Work order:
For each line below that holds "callee", return the line as it stands.

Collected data

▼▼▼

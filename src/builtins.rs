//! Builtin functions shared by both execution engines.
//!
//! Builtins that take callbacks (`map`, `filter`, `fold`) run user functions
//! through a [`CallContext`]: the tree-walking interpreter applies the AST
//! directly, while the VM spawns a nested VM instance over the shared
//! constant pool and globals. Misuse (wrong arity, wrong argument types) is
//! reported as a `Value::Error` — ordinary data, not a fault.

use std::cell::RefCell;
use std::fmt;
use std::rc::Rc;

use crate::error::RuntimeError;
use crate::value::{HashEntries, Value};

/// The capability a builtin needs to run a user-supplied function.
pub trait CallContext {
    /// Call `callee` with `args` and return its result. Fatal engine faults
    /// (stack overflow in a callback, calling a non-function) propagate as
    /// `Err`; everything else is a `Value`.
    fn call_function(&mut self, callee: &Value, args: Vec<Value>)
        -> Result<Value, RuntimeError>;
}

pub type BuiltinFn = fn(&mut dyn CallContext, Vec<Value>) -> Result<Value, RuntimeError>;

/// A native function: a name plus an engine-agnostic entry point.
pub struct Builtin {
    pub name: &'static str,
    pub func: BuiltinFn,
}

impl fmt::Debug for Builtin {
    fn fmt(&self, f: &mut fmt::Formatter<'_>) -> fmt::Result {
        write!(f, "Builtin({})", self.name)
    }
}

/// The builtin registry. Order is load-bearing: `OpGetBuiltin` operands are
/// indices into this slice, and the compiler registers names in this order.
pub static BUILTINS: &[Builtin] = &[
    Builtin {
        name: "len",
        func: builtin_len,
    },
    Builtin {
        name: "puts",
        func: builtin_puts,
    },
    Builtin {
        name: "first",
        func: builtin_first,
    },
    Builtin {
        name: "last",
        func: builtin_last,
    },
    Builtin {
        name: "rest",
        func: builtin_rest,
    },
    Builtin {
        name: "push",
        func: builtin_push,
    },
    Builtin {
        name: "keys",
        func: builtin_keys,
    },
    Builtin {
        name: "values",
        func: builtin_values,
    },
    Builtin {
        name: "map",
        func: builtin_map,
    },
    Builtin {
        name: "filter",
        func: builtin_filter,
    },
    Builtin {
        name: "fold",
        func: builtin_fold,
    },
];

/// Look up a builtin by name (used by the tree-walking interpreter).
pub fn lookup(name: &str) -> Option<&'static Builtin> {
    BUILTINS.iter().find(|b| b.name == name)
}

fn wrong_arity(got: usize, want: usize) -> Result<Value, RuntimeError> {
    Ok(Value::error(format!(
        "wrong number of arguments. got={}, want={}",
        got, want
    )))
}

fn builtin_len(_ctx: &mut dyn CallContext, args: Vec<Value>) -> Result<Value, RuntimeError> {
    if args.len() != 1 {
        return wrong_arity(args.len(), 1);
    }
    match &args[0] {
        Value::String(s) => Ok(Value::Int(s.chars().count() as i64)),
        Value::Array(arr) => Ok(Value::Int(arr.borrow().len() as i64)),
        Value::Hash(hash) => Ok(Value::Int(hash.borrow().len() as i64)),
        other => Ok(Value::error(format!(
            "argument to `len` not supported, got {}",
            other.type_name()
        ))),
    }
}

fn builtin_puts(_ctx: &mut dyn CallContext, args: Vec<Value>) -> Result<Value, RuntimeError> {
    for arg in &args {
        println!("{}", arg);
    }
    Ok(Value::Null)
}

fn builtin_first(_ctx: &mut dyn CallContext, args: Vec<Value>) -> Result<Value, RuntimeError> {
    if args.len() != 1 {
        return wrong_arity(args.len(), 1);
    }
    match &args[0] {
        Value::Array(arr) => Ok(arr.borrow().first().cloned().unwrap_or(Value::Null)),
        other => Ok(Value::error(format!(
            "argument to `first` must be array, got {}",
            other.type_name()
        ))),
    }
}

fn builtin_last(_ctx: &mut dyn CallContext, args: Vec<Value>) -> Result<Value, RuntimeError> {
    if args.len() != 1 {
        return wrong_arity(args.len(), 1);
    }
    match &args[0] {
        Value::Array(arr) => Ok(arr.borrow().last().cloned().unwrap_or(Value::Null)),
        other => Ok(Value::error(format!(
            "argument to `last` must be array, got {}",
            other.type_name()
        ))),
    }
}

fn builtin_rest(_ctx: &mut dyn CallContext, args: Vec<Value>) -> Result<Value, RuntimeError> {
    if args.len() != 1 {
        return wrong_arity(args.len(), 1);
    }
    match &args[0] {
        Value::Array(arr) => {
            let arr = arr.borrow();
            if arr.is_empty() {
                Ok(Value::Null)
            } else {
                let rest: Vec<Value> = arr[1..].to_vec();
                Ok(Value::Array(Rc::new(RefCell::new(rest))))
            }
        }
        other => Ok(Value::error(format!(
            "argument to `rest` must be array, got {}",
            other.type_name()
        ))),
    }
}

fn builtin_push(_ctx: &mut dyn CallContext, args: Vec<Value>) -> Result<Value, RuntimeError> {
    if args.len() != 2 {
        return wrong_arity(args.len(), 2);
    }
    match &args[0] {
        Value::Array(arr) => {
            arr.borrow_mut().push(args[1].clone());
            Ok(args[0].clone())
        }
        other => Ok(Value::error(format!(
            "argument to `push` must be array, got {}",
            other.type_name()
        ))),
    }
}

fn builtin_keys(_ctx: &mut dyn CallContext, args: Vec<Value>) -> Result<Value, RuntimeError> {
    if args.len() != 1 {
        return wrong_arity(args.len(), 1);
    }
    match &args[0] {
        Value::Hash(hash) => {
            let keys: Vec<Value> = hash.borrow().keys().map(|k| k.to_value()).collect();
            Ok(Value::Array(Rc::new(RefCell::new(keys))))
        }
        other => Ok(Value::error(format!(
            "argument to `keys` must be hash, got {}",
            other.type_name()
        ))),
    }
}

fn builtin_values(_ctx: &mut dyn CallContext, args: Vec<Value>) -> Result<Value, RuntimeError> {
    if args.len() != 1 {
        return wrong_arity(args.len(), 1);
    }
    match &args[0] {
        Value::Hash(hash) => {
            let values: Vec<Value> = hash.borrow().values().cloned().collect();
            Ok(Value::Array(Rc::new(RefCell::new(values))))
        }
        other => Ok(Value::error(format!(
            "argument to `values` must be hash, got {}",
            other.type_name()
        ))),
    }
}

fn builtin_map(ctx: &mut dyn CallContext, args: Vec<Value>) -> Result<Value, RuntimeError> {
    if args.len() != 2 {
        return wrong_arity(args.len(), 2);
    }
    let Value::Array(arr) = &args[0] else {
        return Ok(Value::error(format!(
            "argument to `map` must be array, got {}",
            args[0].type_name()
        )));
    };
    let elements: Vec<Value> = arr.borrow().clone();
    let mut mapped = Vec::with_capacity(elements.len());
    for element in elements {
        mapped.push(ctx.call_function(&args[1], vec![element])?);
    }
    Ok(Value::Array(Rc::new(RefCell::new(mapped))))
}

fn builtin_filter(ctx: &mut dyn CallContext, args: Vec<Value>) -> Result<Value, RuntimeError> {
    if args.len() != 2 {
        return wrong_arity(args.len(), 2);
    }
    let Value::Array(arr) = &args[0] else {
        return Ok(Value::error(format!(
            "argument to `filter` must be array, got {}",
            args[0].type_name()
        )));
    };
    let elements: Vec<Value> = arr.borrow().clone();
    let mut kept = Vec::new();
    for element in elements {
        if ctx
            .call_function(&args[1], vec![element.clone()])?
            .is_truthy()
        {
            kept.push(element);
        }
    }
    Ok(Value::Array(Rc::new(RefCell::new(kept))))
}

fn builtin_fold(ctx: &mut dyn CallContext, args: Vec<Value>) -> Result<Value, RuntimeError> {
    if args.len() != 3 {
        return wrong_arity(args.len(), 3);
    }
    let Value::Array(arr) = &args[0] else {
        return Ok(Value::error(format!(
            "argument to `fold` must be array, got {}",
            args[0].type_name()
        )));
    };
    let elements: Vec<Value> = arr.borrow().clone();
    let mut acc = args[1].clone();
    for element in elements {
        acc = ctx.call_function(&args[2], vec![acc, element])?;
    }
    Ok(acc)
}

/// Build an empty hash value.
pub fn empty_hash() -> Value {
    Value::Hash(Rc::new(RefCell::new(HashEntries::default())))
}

▲▲▲
▼▼▼

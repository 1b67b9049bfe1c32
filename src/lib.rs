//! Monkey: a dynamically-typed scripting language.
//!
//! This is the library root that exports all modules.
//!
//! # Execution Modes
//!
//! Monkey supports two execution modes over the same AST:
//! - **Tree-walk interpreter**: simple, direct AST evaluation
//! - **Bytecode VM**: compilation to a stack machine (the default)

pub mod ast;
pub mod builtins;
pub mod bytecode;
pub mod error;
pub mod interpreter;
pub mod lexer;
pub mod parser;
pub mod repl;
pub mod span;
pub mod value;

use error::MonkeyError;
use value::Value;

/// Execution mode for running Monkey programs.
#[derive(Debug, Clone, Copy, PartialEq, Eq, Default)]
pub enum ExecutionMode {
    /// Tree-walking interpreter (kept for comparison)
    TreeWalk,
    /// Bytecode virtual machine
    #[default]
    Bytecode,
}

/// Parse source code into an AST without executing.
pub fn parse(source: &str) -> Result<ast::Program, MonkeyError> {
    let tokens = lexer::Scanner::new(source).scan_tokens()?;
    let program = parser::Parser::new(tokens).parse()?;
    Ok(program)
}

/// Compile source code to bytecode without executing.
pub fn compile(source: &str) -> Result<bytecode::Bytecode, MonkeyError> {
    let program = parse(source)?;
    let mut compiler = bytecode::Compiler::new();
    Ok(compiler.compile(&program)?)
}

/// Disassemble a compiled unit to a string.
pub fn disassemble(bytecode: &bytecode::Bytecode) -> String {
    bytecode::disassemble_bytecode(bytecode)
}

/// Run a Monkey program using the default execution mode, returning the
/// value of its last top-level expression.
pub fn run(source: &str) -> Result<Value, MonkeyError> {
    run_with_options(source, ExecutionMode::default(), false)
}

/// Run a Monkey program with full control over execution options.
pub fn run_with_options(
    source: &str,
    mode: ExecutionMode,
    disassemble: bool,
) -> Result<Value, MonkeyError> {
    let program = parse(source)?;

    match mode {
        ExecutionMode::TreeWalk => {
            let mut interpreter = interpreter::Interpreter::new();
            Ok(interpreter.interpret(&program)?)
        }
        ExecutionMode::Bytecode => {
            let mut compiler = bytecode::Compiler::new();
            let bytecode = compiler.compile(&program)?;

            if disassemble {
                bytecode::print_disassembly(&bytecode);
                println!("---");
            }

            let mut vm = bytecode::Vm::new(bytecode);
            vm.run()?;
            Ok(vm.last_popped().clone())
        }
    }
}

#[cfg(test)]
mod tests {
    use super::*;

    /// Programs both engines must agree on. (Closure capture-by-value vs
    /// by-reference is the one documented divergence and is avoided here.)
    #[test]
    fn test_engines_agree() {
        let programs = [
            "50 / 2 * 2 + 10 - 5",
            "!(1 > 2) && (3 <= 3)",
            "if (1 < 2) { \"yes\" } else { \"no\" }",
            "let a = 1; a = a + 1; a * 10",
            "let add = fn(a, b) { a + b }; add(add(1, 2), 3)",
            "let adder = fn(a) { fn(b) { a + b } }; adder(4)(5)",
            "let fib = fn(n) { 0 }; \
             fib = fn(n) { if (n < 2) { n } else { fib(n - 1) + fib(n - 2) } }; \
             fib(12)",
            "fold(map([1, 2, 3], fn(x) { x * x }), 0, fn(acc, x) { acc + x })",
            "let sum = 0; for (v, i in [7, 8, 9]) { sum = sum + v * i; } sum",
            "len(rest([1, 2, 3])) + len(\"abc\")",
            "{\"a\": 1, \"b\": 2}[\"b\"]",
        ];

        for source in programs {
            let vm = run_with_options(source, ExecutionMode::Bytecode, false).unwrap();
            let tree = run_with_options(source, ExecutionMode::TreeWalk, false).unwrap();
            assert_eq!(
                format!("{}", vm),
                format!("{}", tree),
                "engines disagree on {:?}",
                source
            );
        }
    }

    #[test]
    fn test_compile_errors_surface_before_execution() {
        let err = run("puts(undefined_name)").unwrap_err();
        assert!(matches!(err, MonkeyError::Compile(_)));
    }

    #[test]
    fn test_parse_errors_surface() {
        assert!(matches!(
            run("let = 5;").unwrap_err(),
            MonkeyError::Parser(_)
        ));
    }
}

▲▲▲

The answer:
    /// Call `callee` with `args` and return its result. Fatal engine faults
    fn call_function(&mut self, callee: &Value, args: Vec<Value>)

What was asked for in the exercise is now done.